T-FaNT2が昨日と今日行われました。
(ホームページではT-FaNT08となってますが2008年中にもう1回開くかもなのでT-FaNT2と呼ぶことにします)

いろいろな分野から、その道の第一人者が来てくれて大変面白かったです。
発表者のみなさまありがとうございました。
2,3行ずつ簡単なメモ。間違った理解だったらごめんなさい。

"Latent Variable Models in NLP"
様々なモデル(構文解析、統計的機械翻訳など)で隠れ変数を加えて高い表現力を持つモデルを自動的に求める。Dirichlet過程とか言語知識を加えた(でかい)グラフィカルモデルのおかげで、昔の単純な隠れ変数があるモデルより高精度、柔軟性が高い。ここ数年で非常に強くなっているBerkeley NLP groupの力を感じました。開発された手法・技法をいろいろな分野に適用する速さ、勢いが気持ちいい。

"Dualized L1-regularized Log-Linear Models and Its Application in NLP"
私の発表。L1正規化使うとスパース、コンパクトなモデルが得られるが、それを双対にしたら、パラメータ数が素性数でなく、訓練データ数に比例するようになるので、組み合わせ素性が有効かどうかを効率的に求められるなど、いろいろ素性設計側で面白いことができる。IBISではできなかった組み合わせ素性の自動抽出とか文書分類の実験を追加したのですが、導出とかを分かりやすく説明するのはもうちょっと時間ください・・。力を。実装は公開したいなぁ

"Predicate-argument analysis with DAG parsing"
Shift-Reduce係り受けパーサーを拡張しDirected Acyclic Graphを推定できるようになる、述語項解析などが直接できるようになる。

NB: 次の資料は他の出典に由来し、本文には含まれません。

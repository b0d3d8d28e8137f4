// Copyright 2026 Phillip Cloud
// Licensed under the Apache License, Version 2.0

use anyhow::{Context, Result, anyhow, bail};
use cardsearch_api::{ClientOptions, DEFAULT_ENDPOINT};
use cardsearch_app::SearchMode;
use serde::Deserialize;
use std::env;
use std::fs;
use std::path::{Path, PathBuf};
use std::time::Duration;
use tracing::Level;

pub const APP_NAME: &str = "cardsearch";
const CONFIG_VERSION: i64 = 1;
const DEFAULT_SIMULATED_DELAY: &str = "2000ms";
const DEFAULT_TIMEOUT: &str = "30s";
const DEFAULT_LOG_LEVEL: &str = "info";

#[derive(Debug, Clone, Deserialize)]
pub struct Config {
    pub version: i64,
    #[serde(default)]
    pub search: Search,
    #[serde(default)]
    pub log: Log,
}

impl Default for Config {
    fn default() -> Self {
        Self {
            version: CONFIG_VERSION,
            search: Search::default(),
            log: Log::default(),
        }
    }
}

#[derive(Debug, Clone, Deserialize)]
pub struct Search {
    pub mode: Option<String>,
    pub endpoint: Option<String>,
    pub timeout: Option<String>,
    pub simulated_delay: Option<String>,
    pub accept_invalid_certs: Option<bool>,
}

impl Default for Search {
    fn default() -> Self {
        Self {
            mode: Some(SearchMode::Networked.as_str().to_owned()),
            endpoint: Some(DEFAULT_ENDPOINT.to_owned()),
            timeout: Some(DEFAULT_TIMEOUT.to_owned()),
            simulated_delay: Some(DEFAULT_SIMULATED_DELAY.to_owned()),
            accept_invalid_certs: Some(false),
        }
    }
}

#[derive(Debug, Clone, Deserialize)]
pub struct Log {
    pub level: Option<String>,
    pub file: Option<String>,
}

impl Default for Log {
    fn default() -> Self {
        Self {
            level: Some(DEFAULT_LOG_LEVEL.to_owned()),
            file: None,
        }
    }
}

impl Config {
    pub fn default_path() -> Result<PathBuf> {
        if let Some(path) = env::var_os("CARDSEARCH_CONFIG_PATH") {
            return Ok(PathBuf::from(path));
        }

        let config_root = dirs::config_dir().ok_or_else(|| {
            anyhow!(
                "cannot resolve config directory; set CARDSEARCH_CONFIG_PATH to the config file"
            )
        })?;

        let app_dir = config_root.join(APP_NAME);
        fs::create_dir_all(&app_dir)
            .with_context(|| format!("create config directory {}", app_dir.display()))?;
        Ok(app_dir.join("config.toml"))
    }

    pub fn load(path: &Path) -> Result<Self> {
        if !path.exists() {
            return Ok(Self::default());
        }

        let raw = fs::read_to_string(path)
            .with_context(|| format!("read config file {}", path.display()))?;
        let value: toml::Value = toml::from_str(&raw)
            .with_context(|| format!("parse TOML config {}", path.display()))?;

        let version = value
            .get("version")
            .and_then(toml::Value::as_integer)
            .ok_or_else(|| {
                anyhow!(
                    "config file {} is not versioned. Add `version = 1` and keep values under [search] and [log]",
                    path.display()
                )
            })?;

        if version != CONFIG_VERSION {
            bail!(
                "unsupported config version {} in {}; expected version = 1",
                version,
                path.display()
            );
        }

        let config: Config = value
            .try_into()
            .with_context(|| format!("decode config {}", path.display()))?;
        config.validate(path)?;
        Ok(config)
    }

    fn validate(&self, path: &Path) -> Result<()> {
        if let Some(mode) = &self.search.mode {
            if SearchMode::parse(mode).is_none() {
                bail!(
                    "search.mode in {} must be \"networked\" or \"simulated\", got {:?}",
                    path.display(),
                    mode
                );
            }
        }

        if let Some(endpoint) = &self.search.endpoint {
            if endpoint.trim().is_empty() {
                bail!("search.endpoint in {} must not be empty", path.display());
            }
        }

        if let Some(timeout) = &self.search.timeout {
            let parsed = parse_duration(timeout)?;
            if parsed <= Duration::ZERO {
                bail!(
                    "search.timeout in {} must be positive, got {}",
                    path.display(),
                    timeout
                );
            }
        }

        if let Some(delay) = &self.search.simulated_delay {
            parse_duration(delay).with_context(|| {
                format!("search.simulated_delay in {} is invalid", path.display())
            })?;
        }

        if let Some(level) = &self.log.level {
            parse_level(level)
                .with_context(|| format!("log.level in {} is invalid", path.display()))?;
        }

        Ok(())
    }

    pub fn search_mode(&self) -> SearchMode {
        self.search
            .mode
            .as_deref()
            .and_then(SearchMode::parse)
            .unwrap_or(SearchMode::Networked)
    }

    pub fn endpoint(&self) -> &str {
        self.search
            .endpoint
            .as_deref()
            .unwrap_or(DEFAULT_ENDPOINT)
            .trim()
    }

    pub fn client_options(&self) -> Result<ClientOptions> {
        Ok(ClientOptions {
            timeout: Some(parse_duration(
                self.search.timeout.as_deref().unwrap_or(DEFAULT_TIMEOUT),
            )?),
            accept_invalid_certs: self.search.accept_invalid_certs.unwrap_or(false),
        })
    }

    pub fn simulated_delay(&self) -> Result<Duration> {
        parse_duration(
            self.search
                .simulated_delay
                .as_deref()
                .unwrap_or(DEFAULT_SIMULATED_DELAY),
        )
    }

    pub fn log_level(&self) -> Result<Level> {
        parse_level(self.log.level.as_deref().unwrap_or(DEFAULT_LOG_LEVEL))
    }

    pub fn log_file(&self) -> Option<PathBuf> {
        self.log.file.as_deref().map(PathBuf::from)
    }

    pub fn example_config(path: &Path) -> String {
        format!(
            "# cardsearch config\n# Place this file at: {}\n\nversion = 1\n\n[search]\n# \"networked\" fetches the catalog; \"simulated\" answers with canned content\nmode = \"networked\"\nendpoint = \"{}\"\ntimeout = \"{}\"\nsimulated_delay = \"{}\"\n# The development API serves a self-signed certificate\naccept_invalid_certs = false\n\n[log]\nlevel = \"{}\"\n# Optional. Default is platform data dir (for example ~/.local/share/cardsearch/cardsearch.log)\n# file = \"/absolute/path/to/cardsearch.log\"\n",
            path.display(),
            DEFAULT_ENDPOINT,
            DEFAULT_TIMEOUT,
            DEFAULT_SIMULATED_DELAY,
            DEFAULT_LOG_LEVEL,
        )
    }
}

pub fn parse_duration(raw: &str) -> Result<Duration> {
    if let Some(value) = raw.strip_suffix("ms") {
        let millis: u64 = value
            .parse()
            .with_context(|| format!("invalid duration {raw:?}"))?;
        return Ok(Duration::from_millis(millis));
    }
    if let Some(value) = raw.strip_suffix('s') {
        let secs: u64 = value
            .parse()
            .with_context(|| format!("invalid duration {raw:?}"))?;
        return Ok(Duration::from_secs(secs));
    }
    if let Some(value) = raw.strip_suffix('m') {
        let mins: u64 = value
            .parse()
            .with_context(|| format!("invalid duration {raw:?}"))?;
        let secs = mins
            .checked_mul(60)
            .ok_or_else(|| anyhow!("duration {raw:?} is too large"))?;
        return Ok(Duration::from_secs(secs));
    }

    bail!("invalid duration {raw:?}; use one of: <N>ms, <N>s, <N>m (for example 500ms or 5s)")
}

pub fn parse_level(raw: &str) -> Result<Level> {
    raw.trim().parse::<Level>().map_err(|_| {
        anyhow!("invalid log level {raw:?}; use one of: error, warn, info, debug, trace")
    })
}

#[cfg(test)]
mod tests {
    use super::{Config, parse_duration, parse_level};
    use anyhow::Result;
    use cardsearch_app::SearchMode;
    use std::path::PathBuf;
    use std::sync::{Mutex, OnceLock};
    use std::time::Duration;
    use tracing::Level;

    fn write_config(content: &str) -> Result<(tempfile::TempDir, PathBuf)> {
        let temp = tempfile::tempdir()?;
        let path = temp.path().join("config.toml");
        std::fs::write(&path, content)?;
        Ok((temp, path))
    }

    fn env_lock() -> std::sync::MutexGuard<'static, ()> {
        static ENV_LOCK: OnceLock<Mutex<()>> = OnceLock::new();
        match ENV_LOCK.get_or_init(|| Mutex::new(())).lock() {
            Ok(guard) => guard,
            Err(poisoned) => poisoned.into_inner(),
        }
    }

    #[test]
    fn missing_config_uses_defaults() -> Result<()> {
        let temp = tempfile::tempdir()?;
        let config = Config::load(&temp.path().join("missing.toml"))?;
        assert_eq!(config.version, 1);
        assert_eq!(config.search_mode(), SearchMode::Networked);
        assert_eq!(
            config.endpoint(),
            "https://localhost:7345/api/D_Genbco_T/Retrieve"
        );
        assert_eq!(config.simulated_delay()?, Duration::from_millis(2000));
        assert_eq!(config.log_level()?, Level::INFO);
        assert!(config.log_file().is_none());
        Ok(())
    }

    #[test]
    fn unversioned_config_is_rejected_with_actionable_message() -> Result<()> {
        let (_temp, path) = write_config("[search]\nmode = \"simulated\"\n")?;
        let error = Config::load(&path).expect_err("unversioned config should fail");
        let message = error.to_string();
        assert!(message.contains("version = 1"));
        assert!(message.contains("[search] and [log]"));
        Ok(())
    }

    #[test]
    fn full_config_parses() -> Result<()> {
        let (_temp, path) = write_config(
            "version = 1\n[search]\nmode = \"simulated\"\nendpoint = \"http://127.0.0.1:5345/api/D_Genbco_T/Retrieve\"\ntimeout = \"5s\"\nsimulated_delay = \"250ms\"\naccept_invalid_certs = true\n[log]\nlevel = \"debug\"\nfile = \"/tmp/cardsearch.log\"\n",
        )?;

        let config = Config::load(&path)?;
        assert_eq!(config.search_mode(), SearchMode::Simulated);
        assert_eq!(
            config.endpoint(),
            "http://127.0.0.1:5345/api/D_Genbco_T/Retrieve"
        );
        let options = config.client_options()?;
        assert_eq!(options.timeout, Some(Duration::from_secs(5)));
        assert!(options.accept_invalid_certs);
        assert_eq!(config.simulated_delay()?, Duration::from_millis(250));
        assert_eq!(config.log_level()?, Level::DEBUG);
        assert_eq!(config.log_file(), Some(PathBuf::from("/tmp/cardsearch.log")));
        Ok(())
    }

    #[test]
    fn malformed_config_returns_parse_error() -> Result<()> {
        let (_temp, path) = write_config("{{not toml")?;
        let error = Config::load(&path).expect_err("malformed config should fail");
        assert!(error.to_string().contains("parse TOML config"));
        Ok(())
    }

    #[test]
    fn unsupported_config_version_is_rejected() -> Result<()> {
        let (_temp, path) = write_config("version = 2\n")?;
        let error = Config::load(&path).expect_err("v2 config should fail");
        assert!(error.to_string().contains("unsupported config version 2"));
        Ok(())
    }

    #[test]
    fn unknown_mode_is_rejected() -> Result<()> {
        let (_temp, path) = write_config("version = 1\n[search]\nmode = \"offline\"\n")?;
        let error = Config::load(&path).expect_err("unknown mode should fail");
        assert!(error.to_string().contains("\"networked\" or \"simulated\""));
        Ok(())
    }

    #[test]
    fn blank_endpoint_is_rejected() -> Result<()> {
        let (_temp, path) = write_config("version = 1\n[search]\nendpoint = \"  \"\n")?;
        let error = Config::load(&path).expect_err("blank endpoint should fail");
        assert!(error.to_string().contains("must not be empty"));
        Ok(())
    }

    #[test]
    fn zero_timeout_is_rejected() -> Result<()> {
        let (_temp, path) = write_config("version = 1\n[search]\ntimeout = \"0s\"\n")?;
        let error = Config::load(&path).expect_err("zero timeout should fail");
        assert!(error.to_string().contains("must be positive"));
        Ok(())
    }

    #[test]
    fn invalid_log_level_is_rejected() -> Result<()> {
        let (_temp, path) = write_config("version = 1\n[log]\nlevel = \"loud\"\n")?;
        let error = Config::load(&path).expect_err("bad level should fail");
        assert!(error.to_string().contains("log.level"));
        Ok(())
    }

    #[test]
    fn default_path_honors_env_override() -> Result<()> {
        let _guard = env_lock();
        let temp = tempfile::tempdir()?;
        let override_path = temp.path().join("custom-config.toml");
        // SAFETY: test-only process-local env mutation.
        unsafe {
            std::env::set_var("CARDSEARCH_CONFIG_PATH", &override_path);
        }
        let resolved = Config::default_path()?;
        // SAFETY: test cleanup for process-local env mutation.
        unsafe {
            std::env::remove_var("CARDSEARCH_CONFIG_PATH");
        }
        assert_eq!(resolved, override_path);
        Ok(())
    }

    #[test]
    fn durations_parse_ms_seconds_and_minutes() -> Result<()> {
        assert_eq!(parse_duration("500ms")?, Duration::from_millis(500));
        assert_eq!(parse_duration("5s")?, Duration::from_secs(5));
        assert_eq!(parse_duration("2m")?, Duration::from_secs(120));
        assert!(parse_duration("soon").is_err());
        Ok(())
    }

    #[test]
    fn oversized_minute_duration_is_rejected() {
        let error = parse_duration(&format!("{}m", u64::MAX))
            .expect_err("overflowing duration should fail");
        assert!(error.to_string().contains("too large"));
    }

    #[test]
    fn levels_parse_case_insensitively() -> Result<()> {
        assert_eq!(parse_level("WARN")?, Level::WARN);
        assert_eq!(parse_level(" trace ")?, Level::TRACE);
        assert!(parse_level("verbose").is_err());
        Ok(())
    }

    #[test]
    fn example_config_round_trips() -> Result<()> {
        let temp = tempfile::tempdir()?;
        let path = temp.path().join("config.toml");
        let example = Config::example_config(&path);
        assert!(example.contains("version = 1"));
        assert!(example.contains("[search]"));
        assert!(example.contains("[log]"));

        std::fs::write(&path, example)?;
        let config = Config::load(&path)?;
        assert_eq!(config.search_mode(), SearchMode::Networked);
        Ok(())
    }
}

そんな複雑な構造がgreedyな操作列で出せるのと思うのだが結構うまくいく。projectivize(交差する係り受け関係を交差しないようにする変換)が実は遠距離情報をうまく伝えているのかもというのが面白い

"Leveraging User Annotations in Sentiment Summarization"
レビューを各アスペクト毎(電気製品だったらスペックとか)にまとめる。ローカル、グローバルの両方の基準でトピックをとりだすとローカル側できれいにアスペクトがとられる。クラスタリングに対する制約を、別問題がうまく解けるようにするという形でいれるとうまくいくのが面白い。ryanさんもbayesかと思いました

"Learning to Rank: From Pairwise Approach to Listwise Approach"
情報検索などのランキングを正解データから学習。順列上に定義される確率分布を使って訓練データとのKLが小さくなるように学習。精度上がる。今回のモデルはどのクエリにも同じパラメータを使うことになっていたが、クエリ毎にヒットする文書集合は違うから、それを計算量が増えない範囲でどのように入れられるかだなぁ。

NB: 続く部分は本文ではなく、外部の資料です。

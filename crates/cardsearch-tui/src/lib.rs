// Copyright 2026 Phillip Cloud
// Licensed under the Apache License, Version 2.0

use anyhow::{Context, Result, anyhow};
use cardsearch_app::{
    Panel, SearchCommand, SearchError, SearchEvent, SearchOutcome, SearchState, SearchTicket,
    frame_lines, submit_label, view_frame,
};
use crossterm::event::{self, Event, KeyCode, KeyEvent, KeyEventKind, KeyModifiers};
use crossterm::terminal::{disable_raw_mode, enable_raw_mode};
use crossterm::{execute, terminal};
use ratatui::Terminal;
use ratatui::backend::CrosstermBackend;
use ratatui::layout::{Constraint, Direction, Layout};
use ratatui::style::{Color, Style};
use ratatui::widgets::{Block, Borders, Paragraph, Wrap};
use std::io;
use std::sync::mpsc::{self, Receiver, Sender};
use std::thread;
use std::time::Duration;
use tracing::{debug, info, warn};

const NOTICE_TTL: Duration = Duration::from_secs(4);
const KEY_HINTS: &str = "enter buscar | esc limpiar/volver | ctrl+l limpiar | ctrl+n nueva | ctrl+c salir";

#[derive(Debug, Clone, PartialEq)]
pub enum InternalEvent {
    ClearNotice {
        token: u64,
    },
    SearchCompleted {
        generation: u64,
        outcome: SearchOutcome,
    },
}

/// Executes searches for the front end. Completions travel back through the
/// internal channel so the draw loop never blocks on a search.
pub trait SearchRuntime {
    fn run_search(&mut self, ticket: &SearchTicket) -> SearchOutcome;

    fn spawn_search(&mut self, ticket: SearchTicket, tx: Sender<InternalEvent>) -> Result<()> {
        let outcome = self.run_search(&ticket);
        tx.send(InternalEvent::SearchCompleted {
            generation: ticket.generation,
            outcome,
        })
        .map_err(|_| anyhow!("search event channel closed"))?;
        Ok(())
    }
}

#[derive(Debug, Clone, Copy, PartialEq, Eq, Default)]
struct ViewData {
    notice_token: u64,
}

#[derive(Debug, Clone, PartialEq)]
enum KeyAction {
    Quit,
    Dispatch(SearchCommand),
    Ignore,
}

pub fn run_app<R: SearchRuntime>(state: &mut SearchState, runtime: &mut R) -> Result<()> {
    enable_raw_mode().context("enable raw mode")?;
    let mut stdout = io::stdout();
    execute!(stdout, terminal::EnterAlternateScreen).context("enter alternate screen")?;

    let backend = CrosstermBackend::new(stdout);
    let mut terminal = Terminal::new(backend).context("create terminal")?;

    let mut view_data = ViewData::default();
    let (internal_tx, internal_rx) = mpsc::channel();
    info!(mode = state.mode.as_str(), "search screen ready");

    let mut result = Ok(());
    loop {
        process_internal_events(state, &mut view_data, &internal_tx, &internal_rx);

        if let Err(error) = terminal.draw(|frame| render(frame, state)) {
            result = Err(error).context("draw frame");
            break;
        }

        let has_event = match event::poll(Duration::from_millis(120)).context("poll event") {
            Ok(has_event) => has_event,
            Err(error) => {
                result = Err(error);
                break;
            }
        };
        if has_event {
            match event::read().context("read event") {
                Ok(Event::Key(key)) => {
                    if handle_key_event(state, runtime, &mut view_data, &internal_tx, key) {
                        break;
                    }
                }
                Ok(_) => {}
                Err(error) => {
                    result = Err(error);
                    break;
                }
            }
        }
    }

    disable_raw_mode().context("disable raw mode")?;
    execute!(io::stdout(), terminal::LeaveAlternateScreen).context("leave alternate screen")?;
    result
}

fn process_internal_events(
    state: &mut SearchState,
    view_data: &mut ViewData,
    tx: &Sender<InternalEvent>,
    rx: &Receiver<InternalEvent>,
) {
    while let Ok(event) = rx.try_recv() {
        match event {
            InternalEvent::ClearNotice { token } if token == view_data.notice_token => {
                state.dispatch(SearchCommand::DismissNotice);
            }
            InternalEvent::ClearNotice { .. } => {}
            InternalEvent::SearchCompleted {
                generation,
                outcome,
            } => {
                if let SearchOutcome::Failed(error) = &outcome {
                    warn!(generation, kind = error.kind(), %error, "search failed");
                }
                let command = SearchCommand::Complete {
                    generation,
                    outcome,
                };
                apply_command(state, view_data, tx, command, None);
            }
        }
    }
}

fn handle_key_event<R: SearchRuntime>(
    state: &mut SearchState,
    runtime: &mut R,
    view_data: &mut ViewData,
    internal_tx: &Sender<InternalEvent>,
    key: KeyEvent,
) -> bool {
    match key_action(key) {
        KeyAction::Quit => true,
        KeyAction::Dispatch(command) => {
            let runtime: &mut dyn SearchRuntime = runtime;
            apply_command(state, view_data, internal_tx, command, Some(runtime));
            false
        }
        KeyAction::Ignore => false,
    }
}

fn key_action(key: KeyEvent) -> KeyAction {
    if key.kind == KeyEventKind::Release {
        return KeyAction::Ignore;
    }

    if key.modifiers.contains(KeyModifiers::CONTROL) {
        return match key.code {
            KeyCode::Char('c') | KeyCode::Char('q') => KeyAction::Quit,
            KeyCode::Char('l') => KeyAction::Dispatch(SearchCommand::ClearForm),
            KeyCode::Char('n') => KeyAction::Dispatch(SearchCommand::NewSearch),
            _ => KeyAction::Ignore,
        };
    }

    match key.code {
        KeyCode::Enter => KeyAction::Dispatch(SearchCommand::Submit),
        KeyCode::Esc => KeyAction::Dispatch(SearchCommand::Escape),
        KeyCode::Backspace => KeyAction::Dispatch(SearchCommand::Backspace),
        KeyCode::Char(ch) => KeyAction::Dispatch(SearchCommand::InsertChar(ch)),
        _ => KeyAction::Ignore,
    }
}

fn apply_command(
    state: &mut SearchState,
    view_data: &mut ViewData,
    tx: &Sender<InternalEvent>,
    command: SearchCommand,
    mut runtime: Option<&mut dyn SearchRuntime>,
) {
    for event in state.dispatch(command) {
        match event {
            SearchEvent::SearchStarted(ticket) => {
                info!(generation = ticket.generation, query = %ticket.query, "search started");
                let Some(runtime) = runtime.as_deref_mut() else {
                    continue;
                };
                let generation = ticket.generation;
                if let Err(error) = runtime.spawn_search(ticket, tx.clone()) {
                    warn!(generation, %error, "search could not start");
                    state.dispatch(SearchCommand::Complete {
                        generation,
                        outcome: SearchOutcome::Failed(SearchError::unexpected(error.to_string())),
                    });
                }
            }
            SearchEvent::NoticeShown(message) => {
                debug!(%message, "validation notice");
                view_data.notice_token = view_data.notice_token.saturating_add(1);
                schedule_notice_clear(tx, view_data.notice_token);
            }
            SearchEvent::StaleCompletion { generation } => {
                debug!(generation, current = state.generation(), "stale completion dropped");
            }
            SearchEvent::ViewChanged(panel) => {
                debug!(panel = panel.as_str(), "view changed");
            }
            SearchEvent::InputChanged
            | SearchEvent::BusyChanged(_)
            | SearchEvent::NoticeCleared => {}
        }
    }
}

fn schedule_notice_clear(internal_tx: &Sender<InternalEvent>, token: u64) {
    let sender = internal_tx.clone();
    thread::spawn(move || {
        thread::sleep(NOTICE_TTL);
        let _ = sender.send(InternalEvent::ClearNotice { token });
    });
}

fn render(frame: &mut ratatui::Frame<'_>, state: &SearchState) {
    let layout = Layout::default()
        .direction(Direction::Vertical)
        .constraints([
            Constraint::Length(3),
            Constraint::Min(1),
            Constraint::Length(2),
        ])
        .split(frame.area());

    let input = Paragraph::new(input_line_text(state)).block(
        Block::default()
            .title(format!("buscar ({})", state.mode.as_str()))
            .borders(Borders::ALL),
    );
    frame.render_widget(input, layout[0]);

    let view = view_frame(&state.view);
    let body = Paragraph::new(frame_lines(&view).join("\n"))
        .wrap(Wrap { trim: false })
        .style(panel_style(view.panel))
        .block(
            Block::default()
                .title(view.heading.clone())
                .borders(Borders::ALL),
        );
    frame.render_widget(body, layout[1]);

    let status = Paragraph::new(status_text(state))
        .style(Style::default().fg(Color::Yellow))
        .block(Block::default().borders(Borders::TOP));
    frame.render_widget(status, layout[2]);
}

fn panel_style(panel: Panel) -> Style {
    let color = match panel {
        Panel::Initial => Color::White,
        Panel::Loading => Color::Gray,
        Panel::Results => Color::Cyan,
        Panel::Empty => Color::Yellow,
        Panel::Error => Color::Red,
    };
    Style::default().fg(color)
}

fn input_line_text(state: &SearchState) -> String {
    format!("> {}_  [{}]", state.input, submit_label(state.busy))
}

fn status_text(state: &SearchState) -> String {
    match &state.notice {
        Some(notice) => format!("⚠ {notice} | {KEY_HINTS}"),
        None => KEY_HINTS.to_owned(),
    }
}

"Conditional Random Fields Incorporating Incomplete Annotations"
出力の一部分しか正解をつけていなくても、付けてない所はラベルがどれでも正解という形で学習してしまうとうまくいく。計算量はfoward backwardで効率的に解ける。ルールで自動的につけて一部分に正解つけて、学習したら面白そう

"Semi-supervised Learning for Structured Output Variables"
正解無しデータを生成モデル(っぽいもの)で学習してその結果のパラメータを識別モデルに入れてしまう。そして識別モデルの学習結果からまた生成モデルっぽいものをまた学習。こんな簡単のでそんなにうまくいくのと面白い。半教師学習で現時点で最高精度。

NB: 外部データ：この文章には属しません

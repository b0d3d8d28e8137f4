// Copyright 2026 Phillip Cloud
// Licensed under the Apache License, Version 2.0

use anyhow::{Context, Result};
use cardsearch_app::{Record, RecordKind};

const ISSUERS: [&str; 8] = [
    "Visa",
    "Mastercard",
    "Diners Club",
    "American Express",
    "Discover",
    "UnionPay",
    "JCB",
    "Cabal",
];

const TIERS: [&str; 8] = [
    "Clásica",
    "Gold",
    "Platinum",
    "Black",
    "Signature",
    "Infinite",
    "Joven",
    "Empresarial",
];

const OTHER_PRODUCTS: [&str; 6] = [
    "Cuenta de Ahorros",
    "Cuenta Corriente",
    "Crédito Hipotecario",
    "Crédito Automotriz",
    "Póliza de Inversión",
    "Microcrédito",
];

const OTHER_KIND_CODES: [&str; 4] = ["A", "C", "H", "P"];

#[derive(Debug, Clone)]
struct DeterministicRng {
    state: u64,
}

impl DeterministicRng {
    fn new(seed: u64) -> Self {
        let mut state = seed ^ 0x9E37_79B9_7F4A_7C15;
        if state == 0 {
            state = 0xA409_3822_299F_31D0;
        }
        Self { state }
    }

    fn next_u64(&mut self) -> u64 {
        self.state = self
            .state
            .wrapping_mul(6_364_136_223_846_793_005)
            .wrapping_add(1_442_695_040_888_963_407);

        let mut x = self.state;
        x ^= x >> 13;
        x ^= x << 7;
        x ^= x >> 17;
        x
    }

    fn int_n(&mut self, n: usize) -> usize {
        if n <= 1 {
            return 0;
        }
        (self.next_u64() % (n as u64)) as usize
    }
}

/// Generates a reproducible card catalog for demos and tests.
#[derive(Debug, Clone)]
pub struct CardFaker {
    rng: DeterministicRng,
    next_code: i64,
}

impl CardFaker {
    pub fn new(seed: u64) -> Self {
        let normalized = if seed == 0 { 1 } else { seed };
        Self {
            rng: DeterministicRng::new(normalized),
            next_code: 1001,
        }
    }

    pub fn record(&mut self) -> Record {
        let code = self.next_code;
        self.next_code += 1 + self.rng.int_n(17) as i64;

        // Roughly three out of four products are credit cards.
        if self.rng.int_n(4) == 0 {
            let name = self.pick(&OTHER_PRODUCTS);
            let kind = RecordKind::parse(self.pick(&OTHER_KIND_CODES));
            return Record::new(code, name, self.limit(), kind);
        }

        let name = format!("{} {}", self.pick(&ISSUERS), self.pick(&TIERS));
        Record::new(code, &name, self.limit(), RecordKind::CreditCard)
    }

    pub fn catalog(&mut self, count: usize) -> Vec<Record> {
        (0..count).map(|_| self.record()).collect()
    }

    fn limit(&mut self) -> f64 {
        let dollars = 250 + self.rng.int_n(40) * 250;
        let cents = [0, 50, 75][self.rng.int_n(3)];
        dollars as f64 + f64::from(cents) / 100.0
    }

    fn pick<'a>(&mut self, values: &'a [&'a str]) -> &'a str {
        values[self.rng.int_n(values.len())]
    }
}

/// Small hand-written catalog with known codes and names.
pub fn sample_catalog() -> Vec<Record> {
    vec![
        Record::new(1234, "Visa Gold", 500.5, RecordKind::CreditCard),
        Record::new(2045, "Mastercard Black", 15_000.0, RecordKind::CreditCard),
        Record::new(3100, "Diners Club Clásica", 2_500.75, RecordKind::CreditCard),
        Record::new(4561, "Cuenta de Ahorros", 0.0, RecordKind::Other("A".to_owned())),
        Record::new(5612, "Visa Infinite", 30_000.0, RecordKind::CreditCard),
    ]
}

/// Serializes records with the upstream field names, as the retrieve
/// endpoint would send them.
pub fn catalog_json(records: &[Record]) -> Result<String> {
    serde_json::to_string(records).context("encode catalog")
}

"Comparative parsing evaluation across different grammar frameworks"
最近、HPSGとかCCGとかいろいろな文法理論に基づく「実際に動く」深い構文解析と、penn treebankとかのcollins/charniak parserとかの浅い構文解析を比較するために、共通のフォーマット(この話では木構造)に変換。変換も学習。

"Towards Framework-Independent Evaluation of Syntactic Parsing"
前の話は木構造だったが、こっちでは共通の意味役割のラベル付き係り受けに変換。変換がさらに難しくなっており、もう学習できなく頑張って変換ルールをかく。こちらのほうがよりアプリケーションの評価に近い(と思う)のだが、変換自体が大変なタスクになってる

"Two Topics in Statistical NLP: the Jeopardy Model and an M-Estimator"
二つの木を協調して確率的に生成するStochastic synchronous grammarのより一般的なモデルのJeopardy Modelを使ってQ&Aの、質問の木(構文解析後)と正解候補の木の一致度合いを測る。M-estimationは私が前紹介[pdf]したやつだが、やはり素性が自由に設計できた上での生成モデルと識別モデルの性能差が気になる

"Collapsed Variational Inference for Hierarchical Dirichlet Process"
階層的に生成するモデルの一番最初のprior parameterをさらに上にpriorのせて学習する。collapsed、つまり目的とする変数以外は解析的に積分してしまい、残りでVariational Inferenceをするのだが、conjugateじゃないので、なるように変数を追加。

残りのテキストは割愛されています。